Committee and Speakers

Dr Chris Dent

Dr. Chris Dent grew up in Bury, south Lancashire. He read Mathematics at Peterhouse, Cambridge, before studying for his PhD in Theoretical Physics at Loughborough and spending four years as a Physics postdoc at Heriot-Watt and Marburg Universities. In 2005-6 he studied for the MSc in Operational Research at Edinburgh, and spent the subsequent ten years as a postdoc (Edinburgh and Durham Universities) and then academic (Durham) in energy systems modelling. In September 2016 he joined the School of Mathematics at Edinburgh as Chancellor's Fellow and Reader in Industrial Mathematics.

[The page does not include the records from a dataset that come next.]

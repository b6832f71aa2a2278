//! Foundation module - Shared domain primitives.
//!
//! Contains value objects, identifiers, errors and the state machine
//! contract used by the assistant, processing and recording domains.

mod errors;
mod ids;
mod percentage;
mod state_machine;
mod timestamp;

pub use errors::{DomainError, ErrorCode, ValidationError};
pub use ids::{ChatSessionId, ProjectId, RecordingSessionId, StageRunId};
pub use percentage::Percentage;
pub use state_machine::StateMachine;
pub use timestamp::Timestamp;
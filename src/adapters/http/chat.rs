//! Assistant chat endpoints.

use axum::extract::{Path, State};
use axum::http::StatusCode;
use axum::routing::{get, post};
use axum::{Json, Router};
use serde::{Deserialize, Serialize};

use crate::application::ChatExchange;
use crate::domain::assistant::{ChatMessage, Conversation};
use crate::domain::foundation::ChatSessionId;

use super::error::{parse_id, ApiError};
use super::state::AppState;

#[derive(Debug, Deserialize)]
pub struct SendMessageRequest {
    pub content: String,
}

#[derive(Debug, Serialize)]
pub struct ConversationView {
    pub id: ChatSessionId,
    pub messages: Vec<ChatMessage>,
    pub awaiting_reply: bool,
    pub quick_replies: Vec<&'static str>,
}

impl From<&Conversation> for ConversationView {
    fn from(conversation: &Conversation) -> Self {
        Self {
            id: conversation.id(),
            messages: conversation.messages().to_vec(),
            awaiting_reply: conversation.is_awaiting_reply(),
            quick_replies: conversation.quick_replies().to_vec(),
        }
    }
}

pub fn chat_routes() -> Router<AppState> {
    Router::new()
        .route("/api/chat/sessions", post(open_session))
        .route("/api/chat/sessions/:id", get(get_session).delete(close_session))
        .route("/api/chat/sessions/:id/messages", post(send_message))
}

/// POST /api/chat/sessions
async fn open_session(
    State(state): State<AppState>,
) -> Result<(StatusCode, Json<ConversationView>), ApiError> {
    let conversation = state.chat.open().await?;
    Ok((StatusCode::CREATED, Json(ConversationView::from(&conversation))))
}

/// GET /api/chat/sessions/:id
async fn get_session(
    State(state): State<AppState>,
    Path(id): Path<String>,
) -> Result<Json<ConversationView>, ApiError> {
    let id = parse_id(&id, "chat_id")?;
    let conversation = state.chat.get(id).await?;
    Ok(Json(ConversationView::from(&conversation)))
}

/// DELETE /api/chat/sessions/:id
async fn close_session(
    State(state): State<AppState>,
    Path(id): Path<String>,
) -> Result<StatusCode, ApiError> {
    let id = parse_id(&id, "chat_id")?;
    state.chat.close(id).await?;
    Ok(StatusCode::NO_CONTENT)
}

/// POST /api/chat/sessions/:id/messages
///
/// Responds once the assistant's reply has been recorded.
async fn send_message(
    State(state): State<AppState>,
    Path(id): Path<String>,
    Json(request): Json<SendMessageRequest>,
) -> Result<Json<ChatExchange>, ApiError> {
    let id = parse_id(&id, "chat_id")?;
    let exchange = state.chat.send_message(id, &request.content).await?;
    Ok(Json(exchange))
}
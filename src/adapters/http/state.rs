//! Shared state handed to every route.

use std::sync::Arc;

use crate::adapters::memory::{
    InMemoryConversationStore, LoggingCompletionNotifier, RecordingProcessingLauncher,
    SampleProjectCatalog,
};
use crate::application::{ChatService, RecordingService, StageRunRegistry, StageRunner, StageRunnerConfig};
use crate::config::SimulationConfig;
use crate::ports::ProjectCatalog;

#[derive(Clone)]
pub struct AppState {
    pub chat: Arc<ChatService>,
    pub runner: Arc<StageRunner>,
    pub runs: Arc<StageRunRegistry>,
    pub recordings: Arc<RecordingService>,
    pub catalog: Arc<dyn ProjectCatalog>,
}

impl AppState {
    /// Wires every service to the in-memory adapters.
    pub fn in_memory(simulation: &SimulationConfig) -> Self {
        let notifier = Arc::new(LoggingCompletionNotifier::new());
        let runner = Arc::new(StageRunner::new(notifier, StageRunnerConfig::from(simulation)));
        let runs = Arc::new(StageRunRegistry::new());
        let launcher = Arc::new(RecordingProcessingLauncher::new(runner.clone(), runs.clone()));

        Self {
            chat: Arc::new(ChatService::new(
                Arc::new(InMemoryConversationStore::new()),
                simulation.reply_latency(),
            )),
            runner,
            runs,
            recordings: Arc::new(RecordingService::new(launcher, simulation.recording_tick())),
            catalog: Arc::new(SampleProjectCatalog::new()),
        }
    }
}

His principle research interests lie in methodology for security of supply risk analysis, and in large scale techno-economic modelling of energy systems - he also takes a much broader interest in energy systems analysis, including statistical modelling for reliability assessment, optimization of power system operation, energy system planning, integrated energy systems, renewable resource modelling, and the use of modelling evidence in policy and planning decisions. His most prominent industrial work has been in assisting National Grid with design of the GB Electricity Capacity Assessment Study since 2011.

In addition to his main appointment at Edinburgh, he is a Turing Fellow at the Alan Turing Institute for Data Science. In 2012 he won the IET Mike Sargeant Young Engineer Career Achievement Award, and he has also won a Durham University Award for Excellent in Research Impact. He is a Fellow of the OR Society, a Chartered Engineer, and a Senior Member of the IEEE. When not doing research on the boundary between industrial mathematics and energy systems analysis, he enjoys playing the cello and hillwalking (in 2009 he became Munroist 4475.)

Dr. Dent's research interests include operational and planning optimization, uncertainty quantification in large scale energy system models, security of supply risk analysis, statistical modelling of renewable resource, and people/institutional aspects of the use of modelling in public policy decsions.